Today, O'Toole announced the party's "Canada's Recovery Plan" would require companies that operate within the gig economy to make contributions to portable Employees Savings Accounts every time they pay a worker.

Those contributions would be equal to ones made to the Canada Pension Plan and would grow tax-free. Workers could use the money in the accounts to pay CPP premiums or withdraw them to meet expenses.

In the past, Conservatives have criticized CPP and EI premium increases as taxes on job creation. O'Toole said times have changed.

"The Conservative Party is going to stand up for all workers," he said. "This is a new part of our economy. The gig economy didn't exist years ago when EI and other programs were rolled out. That's why 1.7 million Canadians were missed in a crisis."

NDP takes aim at Conservative announcement 

NDP Leader Jagmeet Singh was quick to criticize the Conservative plan.

"If Erin O'Toole actually wanted to help people working in the gig economy, he wouldn't have teamed up with Justin Trudeau to vote against prescription drug and dental coverage for these workers," Singh said in a press release shortly after O'Toole's announcement.

"His record shows that he would make life harder for people. Just like Justin Trudeau, Erin O'Toole's plan gives the biggest corporations a free ride and hurts everyone else."

NDP Leader Jagmeet Singh responds to questions during a news conference in a park in Winnipeg on Thursday. His party announced it would double the first-time homeowners credit and transform it into a rebate to help make owning a house more attainable. (Paul Chiasson/The Canadian Press)

While the Conservatives were announcing a plan for gig workers, the NDP announced its intention to help first-time homebuyers by doubling the first-time homeowners credit and transforming it into a rebate – making the money available to people when they move into a newly purchased home, instead of during tax season.

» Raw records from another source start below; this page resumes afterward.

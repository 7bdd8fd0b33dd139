//! Locality identity.
//!
//! A locality is one participating process of the distributed runtime. Its
//! address is fixed at process startup from configuration and never changes
//! afterwards; the generation counter distinguishes successive incarnations
//! bound to the same endpoint.

use std::fmt;
use std::str::FromStr;

use serde::{Deserialize, Serialize};

use crate::error::BootError;

/// Identity of a locality reachable over the transport.
#[derive(Debug, Clone, PartialEq, Eq, Hash, Serialize, Deserialize)]
pub struct LocalityAddress {
    /// Hostname or IP the locality listens on.
    pub host: String,
    /// Listener port. Port 0 requests an OS-assigned port at bind time.
    pub port: u16,
    /// Incarnation counter for this endpoint.
    #[serde(default)]
    pub generation: u32,
}

impl LocalityAddress {
    /// Create an address with generation 0.
    pub fn new(host: impl Into<String>, port: u16) -> Self {
        Self {
            host: host.into(),
            port,
            generation: 0,
        }
    }

    /// Set the generation counter.
    pub fn with_generation(mut self, generation: u32) -> Self {
        self.generation = generation;
        self
    }

    /// Replace the port, keeping host and generation.
    ///
    /// Used after binding a port-0 listener to advertise the real port.
    pub fn with_port(mut self, port: u16) -> Self {
        self.port = port;
        self
    }

    /// The `host:port` endpoint string the transport dials.
    pub fn endpoint(&self) -> String {
        format!("{}:{}", self.host, self.port)
    }

    /// Whether the endpoint can be dialed at all.
    pub fn is_routable(&self) -> bool {
        !self.host.is_empty() && self.port != 0
    }
}

impl fmt::Display for LocalityAddress {
    fn fmt(&self, f: &mut fmt::Formatter<'_>) -> fmt::Result {
        if self.generation == 0 {
            write!(f, "{}:{}", self.host, self.port)
        } else {
            write!(f, "{}:{}@{}", self.host, self.port, self.generation)
        }
    }
}

impl FromStr for LocalityAddress {
    type Err = BootError;

    /// Parse `host:port` or `host:port@generation`.
    fn from_str(s: &str) -> Result<Self, Self::Err> {
        let invalid = |reason: &str| BootError::InvalidAddress {
            input: s.to_string(),
            reason: reason.to_string(),
        };

        let (endpoint, generation) = match s.split_once('@') {
            Some((endpoint, generation)) => {
                let generation = generation
                    .parse::<u32>()
                    .map_err(|_| invalid("generation must be a u32"))?;
                (endpoint, generation)
            }
            None => (s, 0),
        };

        let (host, port) = endpoint
            .rsplit_once(':')
            .ok_or_else(|| invalid("expected host:port"))?;
        if host.is_empty() {
            return Err(invalid("host must not be empty"));
        }
        let port = port
            .parse::<u16>()
            .map_err(|_| invalid("port must be a u16"))?;

        Ok(Self {
            host: host.to_string(),
            port,
            generation,
        })
    }
}

#[cfg(test)]
mod tests {
    use super::*;

    #[test]
    fn parses_endpoint() {
        let addr: LocalityAddress = "node-3.cluster:7910".parse().unwrap();
        assert_eq!(addr.host, "node-3.cluster");
        assert_eq!(addr.port, 7910);
        assert_eq!(addr.generation, 0);
        assert_eq!(addr.endpoint(), "node-3.cluster:7910");
    }

    #[test]
    fn parses_generation_suffix() {
        let addr: LocalityAddress = "10.0.0.5:7910@4".parse().unwrap();
        assert_eq!(addr.generation, 4);
        assert_eq!(addr.to_string(), "10.0.0.5:7910@4");
    }

    #[test]
    fn display_roundtrips() {
        for input in ["a:1", "host:7910@2"] {
            let addr: LocalityAddress = input.parse().unwrap();
            assert_eq!(addr.to_string(), input);
        }
    }

    #[test]
    fn rejects_malformed_input() {
        for input in ["", "no-port", ":7910", "h:not-a-port", "h:1@x"] {
            assert!(
                input.parse::<LocalityAddress>().is_err(),
                "accepted {input:?}"
            );
        }
    }

    #[test]
    fn routability() {
        assert!(LocalityAddress::new("h", 1).is_routable());
        assert!(!LocalityAddress::new("h", 0).is_routable());
        assert!(!LocalityAddress::new("", 1).is_routable());
    }
}
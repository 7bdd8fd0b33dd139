//! Bootstrap synchronization core for a distributed runtime.
//!
//! Before any general inter-locality communication is possible, the
//! localities of a cluster must agree on a shared addressing space. This
//! crate implements the rendezvous that establishes it:
//!
//! - [`barrier::BootBarrier`]: a one-shot `Closed -> Open` gate. Parcels
//!   submitted while closed are deferred; opening the gate flushes them in
//!   per-destination submission order.
//! - [`transport`]: the framed TCP parcelport, the capability traits it
//!   implements, and the bounded [`transport::cache::ConnectionCache`]
//!   leased around every send.
//! - [`protocol::BootstrapProtocol`]: the asymmetric root/joining roles.
//!   Joining localities register with the pre-configured root address (the
//!   only destination reachable before the gate opens) and block until the
//!   root acknowledges; the root opens its own gate once the expected
//!   quorum of registrations has arrived.
//! - [`boot::bootstrap`]: wires one bootstrap episode together and returns
//!   a handle with graceful shutdown.
//!
//! The barrier is purely in-memory and scoped to a single bootstrap
//! episode per process. Reconnection after a locality joins, bootstrap
//! traffic authentication, and discovery of the root address are out of
//! scope; the root address arrives via configuration.

pub mod barrier;
pub mod boot;
pub mod config;
pub mod constants;
pub mod error;
pub mod locality;
pub mod protocol;
pub mod testing;
pub mod transport;
pub mod wire;

pub use barrier::{BootBarrier, FailedParcel, Parcel};
pub use boot::{BootHandle, bootstrap};
pub use config::{BootConfig, RoleConfig};
pub use error::BootError;
pub use locality::LocalityAddress;
pub use protocol::BootstrapProtocol;
pub use wire::BootMessage;
//! Run one locality's bootstrap episode from the command line.
//!
//! A root for two joiners:
//!
//! ```text
//! taproot-node --local 10.0.0.1:7910 --bootstrap 10.0.0.1:7910 --role root --expected-peers 2
//! taproot-node --local 10.0.0.2:7910 --bootstrap 10.0.0.1:7910 --role joining
//! ```

use anyhow::{Context, Result};
use clap::Parser;
use tracing::info;

use taproot::config::{BootConfig, RoleConfig};
use taproot::locality::LocalityAddress;

#[derive(Debug, Parser)]
#[command(name = "taproot-node", about = "Bootstrap one locality of the distributed runtime")]
struct Args {
    /// Address to bind and advertise (host:port, port 0 for OS-assigned).
    #[arg(long)]
    local: Option<LocalityAddress>,

    /// Address of the root locality (host:port).
    #[arg(long)]
    bootstrap: Option<LocalityAddress>,

    /// Runtime role: root or joining.
    #[arg(long)]
    role: Option<RoleConfig>,

    /// Registrations the root requires before opening (root only).
    #[arg(long)]
    expected_peers: Option<u32>,

    /// Deadline on the rendezvous, in milliseconds.
    #[arg(long)]
    boot_timeout_ms: Option<u64>,
}

impl Args {
    fn into_overrides(self) -> BootConfig {
        let mut overrides = BootConfig::default();
        if let Some(local) = self.local {
            overrides.local = local;
        }
        if let Some(bootstrap) = self.bootstrap {
            overrides.bootstrap = bootstrap;
        }
        if let Some(role) = self.role {
            overrides.role = role;
        }
        if let Some(expected_peers) = self.expected_peers {
            overrides.role = RoleConfig::Root { expected_peers };
        }
        if let Some(boot_timeout_ms) = self.boot_timeout_ms {
            overrides.boot_timeout_ms = boot_timeout_ms;
        }
        overrides
    }
}

#[tokio::main]
async fn main() -> Result<()> {
    tracing_subscriber::fmt()
        .with_env_filter(
            tracing_subscriber::EnvFilter::try_from_default_env()
                .unwrap_or_else(|_| tracing_subscriber::EnvFilter::new("info")),
        )
        .init();

    let args = Args::parse();
    let mut config = BootConfig::from_env();
    config.merge(args.into_overrides());

    let handle = taproot::boot::bootstrap(config).await?;
    handle
        .complete()
        .await
        .context("could not establish distributed addressing")?;

    info!(
        locality_id = ?handle.protocol.locality_id().await,
        "bootstrap complete"
    );
    handle.shutdown().await
}
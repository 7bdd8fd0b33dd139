//! The one-shot boot barrier.
//!
//! A [`BootBarrier`] is the synchronization gate a locality stands behind
//! while the distributed addressing fabric is still being built. It starts
//! `Closed` and transitions to `Open` exactly once, on [`BootBarrier::notify`].
//!
//! While closed, [`BootBarrier::apply`] defers parcels for every
//! destination except the pre-configured bootstrap address, which is
//! dialable by construction and carries the registration traffic itself.
//! Opening the barrier flushes the deferred queue before any waiter
//! resumes, so a thread released from [`BootBarrier::wait`] observes a
//! world where everything submitted before the flip is already in flight.
//!
//! The open flag and the queue share one exclusive guard; the guard is
//! never held across a transport send.

pub mod queue;

use std::sync::Arc;
use std::sync::atomic::{AtomicU64, Ordering};
use std::time::Duration;

use tokio::sync::{Mutex, mpsc, watch};
use tracing::{debug, info, warn};

use crate::error::BootError;
use crate::locality::LocalityAddress;
use crate::transport::cache::ConnectionCache;
use self::queue::{PendingActionQueue, QueuedParcel};

/// A unit of work addressed to a locality: an opaque payload plus its
/// destination.
#[derive(Debug, Clone, PartialEq, Eq)]
pub struct Parcel {
    /// Where the payload must be delivered.
    pub dest: LocalityAddress,
    /// Opaque payload bytes, already encoded for the wire.
    pub payload: Vec<u8>,
}

impl Parcel {
    /// Create a parcel.
    pub fn new(dest: LocalityAddress, payload: Vec<u8>) -> Self {
        Self { dest, payload }
    }
}

/// A deferred parcel whose delivery failed during the flush.
///
/// Reported on the barrier's failure channel so nothing vanishes silently;
/// the flush itself continues with the remaining entries.
#[derive(Debug)]
pub struct FailedParcel {
    /// Submission sequence number of the failed entry.
    pub seq: u64,
    /// The parcel that could not be delivered.
    pub parcel: Parcel,
    /// Why delivery failed.
    pub error: BootError,
}

struct BarrierState {
    open: bool,
    queue: PendingActionQueue,
}

/// One-shot distributed synchronization gate with an action-deferral queue.
pub struct BootBarrier {
    bootstrap: LocalityAddress,
    cache: Arc<ConnectionCache>,
    state: Mutex<BarrierState>,
    opened: watch::Sender<bool>,
    flushes: AtomicU64,
    failures: mpsc::UnboundedSender<FailedParcel>,
}

impl BootBarrier {
    /// Create a closed barrier.
    ///
    /// `bootstrap` is the rendezvous address that stays dialable while the
    /// barrier is closed. Flush failures are reported on `failures`.
    pub fn new(
        bootstrap: LocalityAddress,
        cache: Arc<ConnectionCache>,
        failures: mpsc::UnboundedSender<FailedParcel>,
    ) -> Self {
        let (opened, _) = watch::channel(false);
        Self {
            bootstrap,
            cache,
            state: Mutex::new(BarrierState {
                open: false,
                queue: PendingActionQueue::new(),
            }),
            opened,
            flushes: AtomicU64::new(0),
            failures,
        }
    }

    /// Submit a parcel for delivery.
    ///
    /// The bootstrap destination is always attempted immediately, even
    /// while closed. Any other destination is deferred while closed
    /// (non-blocking) and dispatched immediately once open. A failed
    /// immediate dispatch surfaces to the caller and is not retried here.
    pub async fn apply(&self, parcel: Parcel) -> Result<(), BootError> {
        if parcel.dest == self.bootstrap {
            debug!(dest = %parcel.dest, "dispatching to bootstrap address");
            return self.dispatch(&parcel).await;
        }

        {
            let mut state = self.state.lock().await;
            if !state.open {
                let seq = state.queue.push(parcel);
                debug!(seq, "barrier closed, parcel deferred");
                return Ok(());
            }
        }

        self.dispatch(&parcel).await
    }

    /// Suspend until the barrier opens. Returns immediately if it already
    /// has.
    ///
    /// Waiters resume only after the flip's flush has completed, so no
    /// parcel submitted before the flip is still pending when this
    /// returns.
    pub async fn wait(&self) {
        let mut opened = self.opened.subscribe();
        // The sender lives on self, so wait_for can only fail after the
        // barrier itself is gone.
        let _ = opened.wait_for(|open| *open).await;
    }

    /// [`Self::wait`] with an external deadline.
    ///
    /// Expiry means the runtime could not establish distributed
    /// addressing; the caller treats it as a fatal startup error.
    pub async fn wait_timeout(&self, timeout: Duration) -> Result<(), BootError> {
        tokio::time::timeout(timeout, self.wait())
            .await
            .map_err(|_| BootError::BootstrapTimeout {
                timeout_ms: timeout.as_millis() as u64,
            })
    }

    /// Open the barrier, flush the deferred queue, then release waiters.
    ///
    /// Idempotent: only the first call flips the flag and flushes; later
    /// calls return without effect.
    pub async fn notify(&self) {
        let drained = {
            let mut state = self.state.lock().await;
            if state.open {
                debug!("barrier already open, notify ignored");
                return;
            }
            state.open = true;
            state.queue.drain()
        };

        self.flushes.fetch_add(1, Ordering::Relaxed);
        info!(deferred = drained.len(), "barrier opened, flushing deferred parcels");
        self.flush(drained).await;

        let _ = self.opened.send(true);
    }

    /// Whether the barrier has opened.
    pub async fn is_open(&self) -> bool {
        self.state.lock().await.open
    }

    /// Number of deferred parcels currently queued.
    pub async fn pending_len(&self) -> usize {
        self.state.lock().await.queue.len()
    }

    /// How many flushes have executed. At most 1 for the lifetime of the
    /// barrier.
    pub fn flush_count(&self) -> u64 {
        self.flushes.load(Ordering::Relaxed)
    }

    /// The pre-configured rendezvous address.
    pub fn bootstrap_address(&self) -> &LocalityAddress {
        &self.bootstrap
    }

    /// Replay drained entries: per destination strictly in submission
    /// order, destinations concurrently. Failed entries go to the failure
    /// channel; one failure never aborts the rest of the batch.
    async fn flush(&self, entries: Vec<QueuedParcel>) {
        if entries.is_empty() {
            return;
        }

        let groups = queue::group_by_destination(entries);
        let sends = groups.into_iter().map(|(dest, group)| async move {
            for entry in group {
                match self.dispatch(&entry.parcel).await {
                    Ok(()) => {}
                    Err(error) => {
                        warn!(
                            dest = %dest,
                            seq = entry.seq,
                            %error,
                            "deferred parcel failed during flush"
                        );
                        let _ = self.failures.send(FailedParcel {
                            seq: entry.seq,
                            parcel: entry.parcel,
                            error,
                        });
                    }
                }
            }
        });
        futures::future::join_all(sends).await;
    }

    /// Lease a connection, send, and return or discard the lease.
    async fn dispatch(&self, parcel: &Parcel) -> Result<(), BootError> {
        let mut handle = self.cache.acquire(&parcel.dest).await?;
        match handle.send(&parcel.payload).await {
            Ok(()) => {
                self.cache.release(handle).await;
                Ok(())
            }
            Err(err) => {
                self.cache.discard(handle);
                Err(err)
            }
        }
    }
}
//! Fixed limits and default timeouts for the bootstrap core.

use std::time::Duration;

/// Maximum encoded parcel size accepted on the wire (1 MiB).
///
/// Bootstrap traffic is registration metadata; anything larger indicates a
/// corrupt frame or a misbehaving peer.
pub const MAX_PARCEL_SIZE: usize = 1024 * 1024;

/// Maximum number of localities a root will register in one episode.
pub const MAX_LOCALITIES: u32 = 1024;

/// Timeout for a single TCP connect attempt.
pub const CONNECT_TIMEOUT: Duration = Duration::from_secs(5);

/// Maximum connect attempts before a destination is reported unreachable.
pub const MAX_CONNECT_RETRIES: u32 = 3;

/// Base backoff between connect retries (doubles per attempt: 100/200/400ms).
pub const CONNECT_RETRY_BACKOFF_BASE_MS: u64 = 100;

/// Default bound on concurrently leased connections in the cache.
pub const DEFAULT_CACHE_CAPACITY: usize = 64;

/// Default bounded wait for a cache lease before reporting exhaustion.
pub const DEFAULT_ACQUIRE_TIMEOUT: Duration = Duration::from_secs(5);

/// Default number of idle connections retained per destination.
pub const DEFAULT_IDLE_PER_DESTINATION: usize = 4;

/// Default external deadline on waiting for the barrier to open.
pub const DEFAULT_BOOT_TIMEOUT: Duration = Duration::from_secs(30);

/// Depth of the inbound parcel channel between listener and protocol.
pub const INBOUND_CHANNEL_CAPACITY: usize = 256;

#[cfg(test)]
mod tests {
    use super::*;

    #[test]
    fn timeout_ordering() {
        // The boot deadline must outlast a full connect retry cycle, or a
        // joiner whose root is slow to bind times out before its last dial.
        let worst_case_dial = CONNECT_TIMEOUT * MAX_CONNECT_RETRIES
            + Duration::from_millis(CONNECT_RETRY_BACKOFF_BASE_MS * 7);
        assert!(DEFAULT_BOOT_TIMEOUT > worst_case_dial);
        assert!(DEFAULT_ACQUIRE_TIMEOUT >= CONNECT_TIMEOUT);
    }

    #[test]
    fn bounds_are_sane() {
        let max = MAX_LOCALITIES;
        assert!(max >= 2);
        assert!(max <= 65_536);
        assert!(MAX_PARCEL_SIZE >= 4096);
    }
}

The party also said it would introduce measures to help families lower their mortgage payments.

The NDP's housing platform is centred on a proposal to build 500,000 affordable homes over the next 10 years.

At a press conference in Winnipeg, Singh said the dream of owning a home is fast becoming unattainable for many Canadians, in part due to big money and foreign investments in the market.

"We also want to build more homes that are within people's budgets," he said today. "We're going to invest significantly, and massively and seriously in building more homes that people can afford."


Joe Tunney reports for CBC News in Ottawa. He can be reached at joe.tunney@cbc.ca

Add some “good” to your morning and evening.

A variety of newsletters you'll love, delivered straight to you.

Sign up now


To encourage thoughtful and respectful conversations, first and last names will appear with each submission to CBC/Radio-Canada's online communities (except in children and youth-oriented communities). Pseudonyms will no longer be permitted.

By submitting a comment, you accept that CBC has the right to reproduce and publish that comment in whole or in part, in any manner CBC chooses. Please note that CBC does not endorse the opinions expressed in comments. Comments on this story are moderated according to our Submission Guidelines. Comments are welcome while open. We reserve the right to close comments at any time.

Become a CBC Member

Join the conversation  Create account

Already have an account?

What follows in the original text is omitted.